We’ve maintained our USD 5.0 billion estimate of the pretax costs as a result of the failure of the Feijao dam and the associated costs. However, there’s significant uncertainty around this number as it’s based on the costs to rehabilitate the Samarco dam failure in 2015. There’s the potential for the cost to fix the remaining upstream dams to mean this number grows. Vale provisionally estimated a total USD 1.3 billion to remove and reprocess all tailings contained in upstream dams. However, it’s likely this figure will grow as Vale is working on detailed engineering plans for each dam. The assets of the Feijao mine itself, totaling USD 124 million, will be written off in 2019.

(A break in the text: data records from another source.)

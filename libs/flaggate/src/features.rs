//! Feature switches carried inside the identity token itself.
//!
//! The token's features claim is a nested object. Every feature is an object
//! that may hold an `enabled` boolean, and its child features are further keys:
//!
//! ```json
//! { "features": { "reports": { "enabled": true, "export": { "enabled": false } } } }
//! ```
//!
//! A dot-delimited path such as `reports.export` is enabled only if every
//! segment exists, is an object, and none of them has `enabled: false`.

use serde_json::{Map, Value};

/// Token-carried feature tree of one subject
#[derive(Debug, Clone, Default, PartialEq)]
pub struct TokenFeatures {
    root: Option<Map<String, Value>>,
}

impl TokenFeatures {
    /// Wrap the raw features claim. Anything other than an object carries no features.
    #[must_use]
    pub fn from_claim(value: Option<&Value>) -> Self {
        Self {
            root: value.and_then(Value::as_object).cloned(),
        }
    }

    /// Whether the token carried a features claim at all
    #[must_use]
    pub fn is_present(&self) -> bool {
        self.root.is_some()
    }

    /// Check whether the feature at `path` is enabled for this subject
    #[must_use]
    pub fn is_enabled(&self, path: &str) -> bool {
        let Some(mut current) = self.root.as_ref() else {
            return false;
        };

        if path.is_empty() {
            return false;
        }

        for segment in path.split('.') {
            let Some(Value::Object(feature)) = current.get(segment) else {
                return false;
            };

            if matches!(feature.get("enabled"), Some(Value::Bool(false))) {
                return false;
            }

            current = feature;
        }

        true
    }
}
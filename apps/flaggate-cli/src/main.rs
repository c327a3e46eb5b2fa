mod config;
mod logging;

use anyhow::{Context, Result};
use clap::{Parser, Subcommand};
use config::{AppConfig, CliOverrides};
use flaggate::{
    FeatureFlag, FlagRegistry, FlagState, LoggingMetrics, PolicyEvaluator,
    build_claims_extractor, build_flag_source, build_route_policy,
};
use serde_json::Value;
use std::path::{Path, PathBuf};
use std::process::ExitCode;
use std::sync::Arc;
use tokio::io::AsyncReadExt;
use tokio_util::sync::CancellationToken;

/// flaggate - feature-flag based access control
#[derive(Parser)]
#[command(name = "flaggate")]
#[command(about = "Inspect a flag registry and evaluate identity claims against it")]
#[command(version)]
struct Cli {
    /// Path to configuration file (YAML)
    #[arg(short, long)]
    config: Option<PathBuf>,

    /// Registry endpoint override
    #[arg(long)]
    endpoint: Option<String>,

    /// Registry document on disk, replaces the configured source
    #[arg(long)]
    flags_file: Option<PathBuf>,

    /// Print effective configuration and exit
    #[arg(long)]
    print_config: bool,

    /// Log verbosity level (-v info, -vv debug, -vvv trace)
    #[arg(short, long, action = clap::ArgAction::Count)]
    verbose: u8,

    #[command(subcommand)]
    command: Option<Commands>,
}

#[derive(Subcommand)]
enum Commands {
    /// Validate configuration, fetch the registry once and print a summary
    Check,
    /// Fetch the registry once and list its flags
    Flags {
        /// Print the flag definitions as JSON
        #[arg(long)]
        json: bool,
    },
    /// Evaluate a claims document against a flag; exits 1 on deny
    Eval {
        /// Flag key to evaluate
        #[arg(long)]
        flag: String,

        /// Claims JSON file, or `-` for stdin
        #[arg(long, default_value = "-")]
        claims: String,
    },
    /// Keep the registry warm and report its status until interrupted
    Watch,
}

#[tokio::main]
async fn main() -> Result<ExitCode> {
    let cli = Cli::parse();

    if let Some(path) = &cli.config
        && !Path::new(path).is_file()
    {
        anyhow::bail!("config file does not exist: {}", path.display());
    }

    // Layered config:
    // 1) defaults -> 2) YAML (if provided) -> 3) env (FLAGGATE__*) -> 4) CLI overrides
    let mut config = AppConfig::load(cli.config.as_deref()).context("failed to load configuration")?;
    config.apply_cli_overrides(&CliOverrides {
        endpoint: cli.endpoint.clone(),
        flags_file: cli.flags_file.clone(),
    });

    logging::init_logging(&config.logging, cli.verbose);

    if cli.print_config {
        println!("{}", serde_json::to_string_pretty(&config)?);
        return Ok(ExitCode::SUCCESS);
    }

    match cli.command.unwrap_or(Commands::Check) {
        Commands::Check => check_config(&config).await,
        Commands::Flags { json } => list_flags(&config, json).await,
        Commands::Eval { flag, claims } => eval(&config, &flag, &claims).await,
        Commands::Watch => watch(&config).await,
    }
}

async fn check_config(config: &AppConfig) -> Result<ExitCode> {
    tracing::info!("Checking configuration...");
    let routes = build_route_policy(&config.gate)?;
    let registry = warm_registry(config).await?;
    let status = registry.status();
    println!(
        "Configuration is valid (source: {}, registry version: {}, flags: {}, gated routes: {})",
        status.source,
        status.version.as_deref().unwrap_or("-"),
        status.flag_count,
        routes.len()
    );
    Ok(ExitCode::SUCCESS)
}

fn build_registry(config: &AppConfig) -> Result<Arc<FlagRegistry>> {
    config.gate.validate()?;
    let source = build_flag_source(&config.gate.registry)?;
    Ok(Arc::new(
        FlagRegistry::new(
            source,
            config.gate.registry.clone(),
            config.gate.cache.clone(),
        )
        .with_metrics(Arc::new(LoggingMetrics)),
    ))
}

/// Registry with one successful fetch behind it
async fn warm_registry(config: &AppConfig) -> Result<Arc<FlagRegistry>> {
    let registry = build_registry(config)?;
    registry
        .refresh()
        .await
        .context("failed to fetch flags from the registry")?;
    Ok(registry)
}

async fn list_flags(config: &AppConfig, json: bool) -> Result<ExitCode> {
    let registry = warm_registry(config).await?;
    let snapshot = registry.snapshot()?;
    let flags = snapshot.flags();

    if json {
        let defs: Vec<&FeatureFlag> = flags.iter().map(AsRef::as_ref).collect();
        println!("{}", serde_json::to_string_pretty(&defs)?);
        return Ok(ExitCode::SUCCESS);
    }

    println!("registry version {} ({} flags)", snapshot.version(), flags.len());
    for flag in &flags {
        println!("{:<40} v{:<6} {}", flag.key, flag.version, describe(flag));
    }
    Ok(ExitCode::SUCCESS)
}

fn describe(flag: &FeatureFlag) -> String {
    match flag.state {
        FlagState::Enabled => "enabled".to_owned(),
        FlagState::Disabled => "disabled".to_owned(),
        FlagState::PercentageRollout { percentage } => format!("rollout {percentage}%"),
        FlagState::Targeted { fallthrough } => {
            let rules = flag.rules.len();
            match fallthrough {
                Some(effect) if effect.is_allow() => {
                    format!("targeted ({rules} rules, fallthrough allow)")
                }
                Some(_) => format!("targeted ({rules} rules, fallthrough deny)"),
                None => format!("targeted ({rules} rules)"),
            }
        }
    }
}

async fn eval(config: &AppConfig, flag_key: &str, claims_source: &str) -> Result<ExitCode> {
    let assertion = read_claims(claims_source).await?;
    let claims = build_claims_extractor(&config.gate)
        .extract(&assertion)
        .context("malformed claims")?;

    let evaluator = PolicyEvaluator::new(warm_registry(config).await?);
    let decision = evaluator.evaluate(&claims, flag_key)?;

    println!("{}", serde_json::to_string_pretty(&decision)?);
    Ok(if decision.is_allowed() {
        ExitCode::SUCCESS
    } else {
        ExitCode::from(1)
    })
}

async fn read_claims(source: &str) -> Result<Value> {
    let bytes = if source == "-" {
        let mut buf = Vec::new();
        tokio::io::stdin()
            .read_to_end(&mut buf)
            .await
            .context("failed to read claims from stdin")?;
        buf
    } else {
        tokio::fs::read(source)
            .await
            .with_context(|| format!("failed to read claims file {source}"))?
    };
    serde_json::from_slice(&bytes).context("claims are not valid JSON")
}

async fn watch(config: &AppConfig) -> Result<ExitCode> {
    let registry = build_registry(config)?;
    let cancel = CancellationToken::new();
    let task = registry.spawn_refresh_task(cancel.clone());
    let report_every = config.gate.registry.refresh_interval();

    tracing::info!("Watching flag registry; press Ctrl-C to stop");
    loop {
        tokio::select! {
            signal = tokio::signal::ctrl_c() => {
                signal.context("failed to listen for Ctrl-C")?;
                break;
            }
            () = tokio::time::sleep(report_every) => {
                println!("{}", serde_json::to_string(&registry.status())?);
            }
        }
    }

    cancel.cancel();
    task.await.context("refresh task panicked")?;
    Ok(ExitCode::SUCCESS)
}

The Samarco failure was much larger, 60 million cubic metres of tailings versus less than 12 million cubic metres at Feijao. The scale and cost of the environmental clean-up from Feijao should be much less. However, the loss of life is much greater at Feijao--more than 300 versus 19 at Samarco, and that will require compensation. In addition, almost 1,000 people have been evacuated downstream of the Feijao dam and other dams that no longer meet the government’s new standards. Further testing, rectification works, and decommissioning of dams will be required to ensure their safety and compliance.

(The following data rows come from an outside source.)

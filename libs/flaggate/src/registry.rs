use crate::{
    config::{CacheConfig, RegistryConfig},
    errors::GateError,
    flag::FeatureFlag,
    metrics::{GateEvent, GateMetricLabels, GateMetrics, NoOpMetrics},
    snapshot::FlagSnapshot,
    source::{FetchOutcome, FlagSource, SourceError},
};
use arc_swap::ArcSwapOption;
use serde::Serialize;
use std::sync::Arc;
use std::sync::atomic::{AtomicBool, AtomicU32, Ordering};
use std::time::Duration;
use tokio::sync::Notify;
use tokio::task::JoinHandle;
use tokio::time::Instant;
use tokio_util::sync::CancellationToken;

/// Client-side cache of the flag registry with lock-free reads
///
/// Readers load the current [`FlagSnapshot`] through `ArcSwap`; refreshes build
/// a new snapshot and swap it in. Stale reads never block: they are served
/// from the cached snapshot and wake the background refresh task. Readers
/// only touch atomics.
///
/// Nothing refreshes on its own. Without [`spawn_refresh_task`](Self::spawn_refresh_task)
/// (or [`run_refresh_task`]) stale reads only record a wake-up that nobody
/// consumes, and the snapshot ages until [`refresh`](Self::refresh) is called.
#[must_use]
pub struct FlagRegistry {
    source: Arc<dyn FlagSource>,

    /// `None` until the first successful fetch
    snapshot: ArcSwapOption<FlagSnapshot>,

    /// Failed refreshes since the last success; drives backoff and fail-closed reads
    consecutive_failures: AtomicU32,

    /// Error of the latest failed refresh
    last_error: ArcSwapOption<String>,

    /// Serializes refreshes so deltas apply to the snapshot they were fetched against
    refresh_lock: tokio::sync::Mutex<()>,

    /// Wakes the refresh task ahead of schedule
    refresh_requested: Notify,

    /// Set while a wake-up is pending, so concurrent stale reads notify once
    refresh_pending: AtomicBool,

    metrics: Arc<dyn GateMetrics>,
    config: RegistryConfig,
    cache: CacheConfig,
}

/// Point-in-time view of registry health
#[derive(Debug, Clone, PartialEq, Eq, Serialize)]
pub struct RegistryStatus {
    pub source: &'static str,
    pub initialized: bool,
    #[serde(skip_serializing_if = "Option::is_none")]
    pub version: Option<String>,
    pub flag_count: usize,
    #[serde(skip_serializing_if = "Option::is_none")]
    pub age_seconds: Option<u64>,
    pub stale: bool,
    pub consecutive_failures: u32,
    #[serde(skip_serializing_if = "Option::is_none")]
    pub last_error: Option<String>,
}

enum Applied {
    Replaced(Arc<FlagSnapshot>),
    Confirmed(Arc<FlagSnapshot>),
}

impl FlagRegistry {
    #[must_use]
    pub fn new(source: Arc<dyn FlagSource>, config: RegistryConfig, cache: CacheConfig) -> Self {
        Self {
            source,
            snapshot: ArcSwapOption::empty(),
            consecutive_failures: AtomicU32::new(0),
            last_error: ArcSwapOption::empty(),
            refresh_lock: tokio::sync::Mutex::new(()),
            refresh_requested: Notify::new(),
            refresh_pending: AtomicBool::new(false),
            metrics: Arc::new(NoOpMetrics),
            config,
            cache,
        }
    }

    /// Report refresh and staleness events to `metrics`
    #[must_use]
    pub fn with_metrics(mut self, metrics: Arc<dyn GateMetrics>) -> Self {
        self.metrics = metrics;
        self
    }

    /// Current snapshot.
    ///
    /// # Errors
    /// - `GateError::RegistryUninitialized` before the first successful fetch
    /// - `GateError::RegistryUnavailable` when running fail-closed and the
    ///   snapshot is stale with its latest refresh failed
    pub fn snapshot(&self) -> Result<Arc<FlagSnapshot>, GateError> {
        let Some(snapshot) = self.snapshot.load_full() else {
            return Err(GateError::RegistryUninitialized);
        };

        if snapshot.age() > self.cache.ttl() {
            self.request_refresh();

            if !self.config.fail_open_on_unavailable && self.failures() > 0 {
                return Err(GateError::RegistryUnavailable(
                    self.last_error
                        .load_full()
                        .map_or_else(|| "latest refresh failed".to_owned(), |e| e.to_string()),
                ));
            }

            self.metrics
                .record_event(GateEvent::StaleServed, &self.labels());
        }

        Ok(snapshot)
    }

    /// Look up one flag in the current snapshot
    ///
    /// # Errors
    /// Same as [`snapshot`](Self::snapshot).
    pub fn get(&self, flag_key: &str) -> Result<Option<Arc<FeatureFlag>>, GateError> {
        Ok(self.snapshot()?.get(flag_key).cloned())
    }

    /// Wake the refresh task now, regardless of schedule or backoff
    pub fn invalidate(&self) {
        tracing::debug!(source = self.source.name(), "Flag registry invalidated");
        self.refresh_pending.store(true, Ordering::Release);
        self.refresh_requested.notify_one();
    }

    /// Stale reads ask for a refresh unless the source is already failing;
    /// in that case the backoff schedule decides.
    fn request_refresh(&self) {
        if self.failures() > 0 {
            return;
        }
        if !self.refresh_pending.swap(true, Ordering::AcqRel) {
            self.refresh_requested.notify_one();
        }
    }

    /// Fetch from the source and swap in the resulting snapshot.
    ///
    /// On failure the current snapshot stays in place.
    ///
    /// # Errors
    /// Returns `GateError::SourceUnavailable` if the fetch fails, times out or
    /// returns an answer that cannot be applied.
    pub async fn refresh(&self) -> Result<(), GateError> {
        let _guard = self.refresh_lock.lock().await;
        self.refresh_pending.store(false, Ordering::Release);

        let current = self.snapshot.load_full();
        let since = current.as_ref().map(|s| s.version().to_owned());
        let labels = self.labels();
        let timeout = self.config.fetch_timeout();

        let started = Instant::now();
        let fetched = tokio::time::timeout(timeout, self.source.fetch_flags(since.as_deref()))
            .await
            .unwrap_or_else(|_| Err(SourceError::Timeout(timeout)));
        self.metrics.record_fetch_duration(
            u64::try_from(started.elapsed().as_millis()).unwrap_or(u64::MAX),
            &labels,
        );

        match fetched.and_then(|outcome| apply(current, outcome)) {
            Ok(applied) => {
                let (snapshot, event) = match applied {
                    Applied::Replaced(s) => (s, GateEvent::RefreshSuccess),
                    Applied::Confirmed(s) => (s, GateEvent::RefreshNotModified),
                };
                tracing::debug!(
                    source = self.source.name(),
                    registry_version = snapshot.version(),
                    flags = snapshot.len(),
                    event = event.metric_name(),
                    "Flag registry refreshed"
                );
                self.snapshot.store(Some(snapshot));

                self.consecutive_failures.store(0, Ordering::Release);
                self.last_error.store(None);

                self.metrics.record_event(event, &labels);
                Ok(())
            }
            Err(e) => {
                // refresh_lock is held: no concurrent writer
                let failures = self.failures().saturating_add(1);
                self.last_error.store(Some(Arc::new(e.to_string())));
                self.consecutive_failures.store(failures, Ordering::Release);

                tracing::warn!(
                    source = self.source.name(),
                    failures,
                    error = %e,
                    "Flag registry refresh failed; keeping last-known-good snapshot"
                );
                self.metrics.record_event(
                    GateEvent::RefreshFailure,
                    &labels.with_reason(error_kind(&e)),
                );
                Err(GateError::SourceUnavailable(e.to_string()))
            }
        }
    }

    /// Calculate backoff duration based on consecutive failures
    fn calculate_backoff(&self, failures: u32) -> Duration {
        let base = self.config.refresh_interval();
        let exponential = base.saturating_mul(2u32.pow(failures.min(10)));
        exponential.min(self.config.max_backoff())
    }

    /// Delay until the next scheduled refresh
    fn refresh_delay(&self) -> Duration {
        let failures = self.failures();
        if failures == 0 {
            self.config.refresh_interval()
        } else {
            self.calculate_backoff(failures)
        }
    }

    #[must_use]
    pub fn status(&self) -> RegistryStatus {
        let snapshot = self.snapshot.load_full();
        RegistryStatus {
            source: self.source.name(),
            initialized: snapshot.is_some(),
            version: snapshot.as_ref().map(|s| s.version().to_owned()),
            flag_count: snapshot.as_ref().map_or(0, |s| s.len()),
            age_seconds: snapshot.as_ref().map(|s| s.age().as_secs()),
            stale: snapshot
                .as_ref()
                .is_some_and(|s| s.age() > self.cache.ttl()),
            consecutive_failures: self.failures(),
            last_error: self.last_error.load_full().map(|e| e.to_string()),
        }
    }

    /// Spawn the background refresh task on the current runtime
    #[must_use]
    pub fn spawn_refresh_task(self: &Arc<Self>, cancellation_token: CancellationToken) -> JoinHandle<()> {
        tokio::spawn(run_refresh_task(Arc::clone(self), cancellation_token))
    }

    fn failures(&self) -> u32 {
        self.consecutive_failures.load(Ordering::Acquire)
    }

    fn labels(&self) -> GateMetricLabels {
        GateMetricLabels::default().with_source(self.source.name())
    }
}

fn apply(current: Option<Arc<FlagSnapshot>>, outcome: FetchOutcome) -> Result<Applied, SourceError> {
    match outcome {
        FetchOutcome::Full { flags, version } => {
            Ok(Applied::Replaced(Arc::new(FlagSnapshot::from_flags(flags, version))))
        }
        FetchOutcome::Delta {
            upserted,
            removed,
            version,
        } => {
            let base = current.ok_or(SourceError::MissingBase)?;
            Ok(Applied::Replaced(Arc::new(
                base.apply_delta(upserted, &removed, version),
            )))
        }
        FetchOutcome::NotModified => {
            let base = current.ok_or(SourceError::MissingBase)?;
            Ok(Applied::Confirmed(Arc::new(base.refreshed())))
        }
    }
}

fn error_kind(error: &SourceError) -> &'static str {
    match error {
        SourceError::Transport(_) => "transport",
        SourceError::Status(_) => "status",
        SourceError::Decode(_) => "decode",
        SourceError::Timeout(_) => "timeout",
        SourceError::Io(_) => "io",
        SourceError::MissingBase => "missing_base",
    }
}

/// Background task keeping the registry fresh
///
/// Fetches immediately, then on every refresh interval (or backoff delay after
/// failures) and whenever the registry is invalidated or read stale. Runs
/// until `cancellation_token` is cancelled.
///
/// # Example
///
/// ```ignore
/// let registry = Arc::new(FlagRegistry::new(source, registry_cfg, cache_cfg));
/// let cancel = CancellationToken::new();
/// let handle = registry.spawn_refresh_task(cancel.clone());
///
/// // On shutdown:
/// cancel.cancel();
/// handle.await?;
/// ```
pub async fn run_refresh_task(registry: Arc<FlagRegistry>, cancellation_token: CancellationToken) {
    tracing::info!(
        source = registry.source.name(),
        interval_secs = registry.config.refresh_interval_seconds,
        "Flag registry refresh task started"
    );

    loop {
        tokio::select! {
            () = cancellation_token.cancelled() => break,
            // Failures are logged and counted inside refresh
            _ = registry.refresh() => {}
        }

        let delay = registry.refresh_delay();
        tokio::select! {
            () = cancellation_token.cancelled() => break,
            () = tokio::time::sleep(delay) => {}
            () = registry.refresh_requested.notified() => {
                tracing::debug!("Flag registry refresh requested");
            }
        }
    }

    tracing::info!("Flag registry refresh task shutting down");
}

Approximately USD 4.3 billion of Vale’s funds have been frozen through legal action. This is to ensure funds are available for the victims, the government, the environmental clean-up, and compensation for others evacuated downstream from dams no longer compliant. Vale’s balance sheet was fairly strong at the end of 2018. The company had USD 5.8 billion in cash, net debt of USD 9.7 billion and net debt/adjusted EBITDA of 0.6. Net debt nearly halved from USD 18.1 billion at end 2017. Free cash flow of USD 13.0 billion, up from USD 9.1 billion in 2017, benefited from USD 4.0 billion of asset sales. We don’t expect this to repeat in 2019. With dividends to shareholders frozen and the iron ore price elevated from the shortages, Vale’s financial position should remain robust despite the impending liabilities.